L’incapacité à comparer maison close et salle de shoot
Il y a pourtant une distinction fondamentale entre la prostitution et la drogue, la prostitution est une réponse inadaptée à un appétit naturel (la sexualité), la drogue est un besoin superflu, artificiel et auto-suffisant. C’est pourquoi on ne peut pas du tout comparer la maison close à la salle de shoot.

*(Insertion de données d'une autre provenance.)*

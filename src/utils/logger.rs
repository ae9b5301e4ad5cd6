use tracing_subscriber::{layer::SubscriberExt, util::SubscriberInitExt, EnvFilter};

fn env_filter(verbose: bool) -> EnvFilter {
    let default_directive = if verbose {
        "book_catalog=debug,sqlx=warn,info"
    } else {
        "book_catalog=info,sqlx=warn"
    };
    EnvFilter::try_from_default_env().unwrap_or_else(|_| EnvFilter::new(default_directive))
}

pub fn init_cli_logger(verbose: bool) {
    tracing_subscriber::registry()
        .with(env_filter(verbose))
        .with(
            tracing_subscriber::fmt::layer()
                .with_target(verbose)
                .with_thread_ids(false)
                .with_file(false)
                .with_line_number(false)
                .compact(),
        )
        .init();
}

/// 每行一個扁平 JSON 物件；同步訊息的 ISBN 由目前 span 帶出
pub fn init_json_logger() {
    tracing_subscriber::registry()
        .with(env_filter(false))
        .with(
            tracing_subscriber::fmt::layer()
                .json()
                .flatten_event(true)
                .with_current_span(true)
                .with_span_list(false)
                .with_target(true),
        )
        .init();
}
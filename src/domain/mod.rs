// Domain layer: catalog models and the ports the core depends on.

pub mod model;
pub mod ports;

La sexualité est un vaste domaine qui s’étend de la théologie du corps à la prostitution. L’humanité ne peut se passer de sexualité. Puisque la nature de l’homme est blessée il est inévitable que cette sexualité soit mal vécue et que donc des phénomènes comme la prostitution surgissent. L’humanité peut complètement se passer de drogue, il y a une sexualité nécessaire et une sexualité injuste, il n’y a pas de drogue nécessaire. Il n’y a pas d’appétit naturel à l’héroïne, et l’héroïne est à la fois cause du besoin et satisfaction du besoin. Je prend l’exemple de l’héroïne parmi d’autre drogues mais le concept peut être généralisé.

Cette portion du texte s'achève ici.